EXERCISE INSTRUCTIONS: Of all the lines in the entries below, give again exactly those starting at the line containing "let n_entries = u64::from_le_bytes(buf)" and ending at the line containing "for chunk in payload[..(n_rows", both ends included, and no others.

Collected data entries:
- - - - -

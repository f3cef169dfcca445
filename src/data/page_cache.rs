//! On-disk page cache for external-memory matrices.
//!
//! A cache prefix names two files: `{prefix}.row.page` holds the page
//! sequence, `{prefix}.cache` the dataset metadata. The page file is
//! append-only while being built (single writer) and read-only afterwards,
//! so concurrent readers are safe once [`PageCacheWriter::finalize`] has
//! run.
//!
//! Page file layout: magic, version record, then one record per page:
//!
//! ```text
//! [n_rows: u64][n_entries: u64][crc32: u32][offsets][entries]
//! ```
//!
//! The checksum covers the offsets and entries bytes of that record, so
//! corruption is detected page by page without reading the whole file up
//! front. Iteration ends at a clean end-of-file on a record boundary.

use std::fs::File;
use std::io::{BufReader, BufWriter, Read, Write};
use std::path::PathBuf;

use tracing::debug;

use super::meta::MetaInfo;
use super::page::{Entry, SparsePage};
use crate::error::{DataError, FormatError};
use crate::io::{read_magic, read_version, write_u32, write_u64, write_version, PAGE_CACHE_MAGIC};

fn page_file(prefix: &str) -> PathBuf {
    PathBuf::from(format!("{prefix}.row.page"))
}

fn meta_file(prefix: &str) -> PathBuf {
    PathBuf::from(format!("{prefix}.cache"))
}

/// Single writer building a page cache.
pub struct PageCacheWriter {
    pages: BufWriter<File>,
    prefix: String,
    pages_written: u64,
}

impl PageCacheWriter {
    /// Create the cache files for `prefix`, truncating any previous ones.
    pub fn create(prefix: &str) -> Result<Self, DataError> {
        let mut pages = BufWriter::new(File::create(page_file(prefix))?);
        write_u32(&mut pages, PAGE_CACHE_MAGIC)?;
        write_version(&mut pages)?;
        Ok(Self {
            pages,
            prefix: prefix.to_owned(),
            pages_written: 0,
        })
    }

    /// Append one page record.
    pub fn write_page(&mut self, page: &SparsePage) -> Result<(), DataError> {
        let mut payload =
            Vec::with_capacity(page.offset.len() * 8 + page.data.len() * 8);
        for &o in &page.offset {
            payload.extend_from_slice(&o.to_le_bytes());
        }
        for e in &page.data {
            payload.extend_from_slice(&e.index.to_le_bytes());
            payload.extend_from_slice(&e.fvalue.to_le_bytes());
        }

        write_u64(&mut self.pages, page.num_rows() as u64)?;
        write_u64(&mut self.pages, page.data.len() as u64)?;
        write_u32(&mut self.pages, crc32fast::hash(&payload))?;
        self.pages.write_all(&payload)?;
        self.pages_written += 1;
        Ok(())
    }

    /// Flush the page file and persist the metadata, completing the cache.
    pub fn finalize(mut self, info: &MetaInfo) -> Result<(), DataError> {
        self.pages.flush()?;
        let mut meta = BufWriter::new(File::create(meta_file(&self.prefix))?);
        write_u32(&mut meta, PAGE_CACHE_MAGIC)?;
        info.save_binary(&mut meta)?;
        meta.flush()?;
        debug!(prefix = %self.prefix, pages = self.pages_written, "page cache written");
        Ok(())
    }
}

/// Read handle to a completed page cache.
#[derive(Debug, Clone)]
pub struct PageCache {
    prefix: String,
}

impl PageCache {
    /// Whether a completed cache exists under `prefix`.
    pub fn exists(prefix: &str) -> bool {
        page_file(prefix).is_file() && meta_file(prefix).is_file()
    }

    /// Open an existing cache, validating the page file header.
    pub fn open(prefix: &str) -> Result<Self, DataError> {
        let mut r = BufReader::new(File::open(page_file(prefix))?);
        read_magic(&mut r, PAGE_CACHE_MAGIC)?;
        read_version(&mut r)?;
        Ok(Self {
            prefix: prefix.to_owned(),
        })
    }

    pub fn prefix(&self) -> &str {
        &self.prefix
    }

    /// Load the dataset metadata stored at finalize time.
    pub fn load_info(&self) -> Result<MetaInfo, DataError> {
        let mut r = BufReader::new(File::open(meta_file(&self.prefix))?);
        read_magic(&mut r, PAGE_CACHE_MAGIC)?;
        Ok(MetaInfo::read_from(&mut r)?)
    }

    /// Sequentially iterate the cached pages. Each page is tagged with the
    /// `base_rowid` of its first row within the whole matrix.
    pub fn batches(&self) -> Result<PageIter, DataError> {
        let mut reader = BufReader::new(File::open(page_file(&self.prefix))?);
        read_magic(&mut reader, PAGE_CACHE_MAGIC)?;
        read_version(&mut reader)?;
        Ok(PageIter {
            reader,
            next_base_rowid: 0,
        })
    }
}

/// Sequential reader over the records of a page file.
pub struct PageIter {
    reader: BufReader<File>,
    next_base_rowid: u64,
}

impl PageIter {
    /// Read the next record, `Ok(None)` on a clean end-of-file.
    fn read_page(&mut self) -> Result<Option<SparsePage>, FormatError> {
        let Some(n_rows) = read_u64_or_eof(&mut self.reader)? else {
            return Ok(None);
        };
        let n_rows = n_rows as usize;
        let mut buf = [0u8; 8];
        crate::io::read_exact_or_truncated(&mut self.reader, &mut buf)?;
        let n_entries = u64::from_le_bytes(buf) as usize;
        crate::io::read_exact_or_truncated(&mut self.reader, &mut buf[..4])?;
        let expected_crc = u32::from_le_bytes(buf[..4].try_into().expect("4 bytes"));

        let mut payload = vec![0u8; (n_rows + 1) * 8 + n_entries * 8];
        crate::io::read_exact_or_truncated(&mut self.reader, &mut payload)?;
        let actual_crc = crc32fast::hash(&payload);
        if actual_crc != expected_crc {
            return Err(FormatError::ChecksumMismatch {
                expected: expected_crc,
                actual: actual_crc,
            });
        }

        let mut offset = Vec::with_capacity(n_rows + 1);
        for chunk in payload[..(n_rows + 1) * 8].chunks_exact(8) {
            offset.push(u64::from_le_bytes(chunk.try_into().expect("8 bytes")));
        }
        let mut data = Vec::with_capacity(n_entries);
        for chunk in payload[(n_rows + 1) * 8..].chunks_exact(8) {
            let index = u32::from_le_bytes(chunk[..4].try_into().expect("4 bytes"));
            let fvalue = f32::from_le_bytes(chunk[4..].try_into().expect("4 bytes"));
            data.push(Entry::new(index, fvalue));
        }
        if offset.first() != Some(&0) || offset.last().copied() != Some(data.len() as u64) {
            return Err(FormatError::Corrupt(
                "page offsets do not match entry count".to_owned(),
            ));
        }

        let base_rowid = self.next_base_rowid;
        self.next_base_rowid += n_rows as u64;
        Ok(Some(SparsePage {
            offset,
            data,
            base_rowid,
        }))
    }
}

impl Iterator for PageIter {
    type Item = Result<SparsePage, DataError>;

    fn next(&mut self) -> Option<Self::Item> {
        match self.read_page() {
            Ok(Some(page)) => Some(Ok(page)),
            Ok(None) => None,
            Err(e) => Some(Err(e.into())),
        }
    }
}

/// Read a `u64`, distinguishing a clean end-of-stream (`None`) from a
/// truncated record.
fn read_u64_or_eof<R: Read>(r: &mut R) -> Result<Option<u64>, FormatError> {
    let mut buf = [0u8; 8];
    let mut filled = 0;
    while filled < 8 {
        let n = r.read(&mut buf[filled..])?;
        if n == 0 {
            if filled == 0 {
                return Ok(None);
            }
            return Err(FormatError::Truncated {
                expected: 8 - filled,
            });
        }
        filled += n;
    }
    Ok(Some(u64::from_le_bytes(buf)))
}

#[cfg(test)]
mod tests {
    use super::*;

    fn page(rows: &[&[(u32, f32)]], base_rowid: u64) -> SparsePage {
        let mut p = SparsePage::new();
        p.base_rowid = base_rowid;
        for row in rows {
            for &(i, v) in *row {
                p.data.push(Entry::new(i, v));
            }
            p.offset.push(p.data.len() as u64);
        }
        p
    }

    #[test]
    fn roundtrip_two_pages() {
        let dir = tempfile::tempdir().unwrap();
        let prefix = dir.path().join("train").to_string_lossy().into_owned();
        assert!(!PageCache::exists(&prefix));

        let p0 = page(&[&[(0, 1.0), (2, 2.0)], &[(1, 3.0)]], 0);
        let p1 = page(&[&[(2, 4.0)]], 2);
        let info = MetaInfo {
            num_rows: 3,
            num_cols: 3,
            num_nonzeros: 4,
            ..Default::default()
        };

        let mut w = PageCacheWriter::create(&prefix).unwrap();
        w.write_page(&p0).unwrap();
        w.write_page(&p1).unwrap();
        w.finalize(&info).unwrap();
        assert!(PageCache::exists(&prefix));

        let cache = PageCache::open(&prefix).unwrap();
        assert_eq!(cache.load_info().unwrap(), info);

        let pages: Vec<_> = cache.batches().unwrap().map(Result::unwrap).collect();
        assert_eq!(pages.len(), 2);
        assert_eq!(pages[0].base_rowid, 0);
        assert_eq!(pages[0].offset, p0.offset);
        assert_eq!(pages[0].data, p0.data);
        assert_eq!(pages[1].base_rowid, 2);
        assert_eq!(pages[1].data, p1.data);
    }

    #[test]
    fn missing_cache_does_not_exist() {
        let dir = tempfile::tempdir().unwrap();
        let prefix = dir.path().join("nope").to_string_lossy().into_owned();
        assert!(!PageCache::exists(&prefix));
        assert!(PageCache::open(&prefix).is_err());
    }

    #[test]
    fn corrupted_page_fails_checksum() {
        let dir = tempfile::tempdir().unwrap();
        let prefix = dir.path().join("train").to_string_lossy().into_owned();

        let mut w = PageCacheWriter::create(&prefix).unwrap();
        w.write_page(&page(&[&[(0, 1.0)]], 0)).unwrap();
        w.finalize(&MetaInfo::default()).unwrap();

        // Flip a byte inside the record payload.
        let path = page_file(&prefix);
        let mut bytes = std::fs::read(&path).unwrap();
        let last = bytes.len() - 1;
        bytes[last] ^= 0xFF;
        std::fs::write(&path, bytes).unwrap();

        let cache = PageCache::open(&prefix).unwrap();
        let got: Result<Vec<_>, _> = cache.batches().unwrap().collect();
        assert!(matches!(
            got,
            Err(DataError::Format(FormatError::ChecksumMismatch { .. }))
        ));
    }

    #[test]
    fn truncated_record_is_format_error() {
        let dir = tempfile::tempdir().unwrap();
        let prefix = dir.path().join("train").to_string_lossy().into_owned();

        let mut w = PageCacheWriter::create(&prefix).unwrap();
        w.write_page(&page(&[&[(0, 1.0), (1, 2.0)]], 0)).unwrap();
        w.finalize(&MetaInfo::default()).unwrap();

        let path = page_file(&prefix);
        let bytes = std::fs::read(&path).unwrap();
        std::fs::write(&path, &bytes[..bytes.len() - 4]).unwrap();

        let cache = PageCache::open(&prefix).unwrap();
        let got: Result<Vec<_>, _> = cache.batches().unwrap().collect();
        assert!(matches!(
            got,
            Err(DataError::Format(FormatError::Truncated { .. }))
        ));
    }

    #[test]
    fn wrong_magic_rejected() {
        let dir = tempfile::tempdir().unwrap();
        let prefix = dir.path().join("train").to_string_lossy().into_owned();
        std::fs::write(page_file(&prefix), 0xDEAD_BEEFu32.to_le_bytes()).unwrap();
        std::fs::write(meta_file(&prefix), b"junk").unwrap();
        assert!(matches!(
            PageCache::open(&prefix),
            Err(DataError::Format(FormatError::BadMagic { .. }))
        ));
    }
}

- - - - -

TASK SOLUTION:
        let n_entries = u64::from_le_bytes(buf) as usize;
        crate::io::read_exact_or_truncated(&mut self.reader, &mut buf[..4])?;
        let expected_crc = u32::from_le_bytes(buf[..4].try_into().expect("4 bytes"));

        let mut payload = vec![0u8; (n_rows + 1) * 8 + n_entries * 8];
        crate::io::read_exact_or_truncated(&mut self.reader, &mut payload)?;
        let actual_crc = crc32fast::hash(&payload);
        if actual_crc != expected_crc {
            return Err(FormatError::ChecksumMismatch {
                expected: expected_crc,
                actual: actual_crc,
            });
        }

        let mut offset = Vec::with_capacity(n_rows + 1);
        for chunk in payload[..(n_rows + 1) * 8].chunks_exact(8) {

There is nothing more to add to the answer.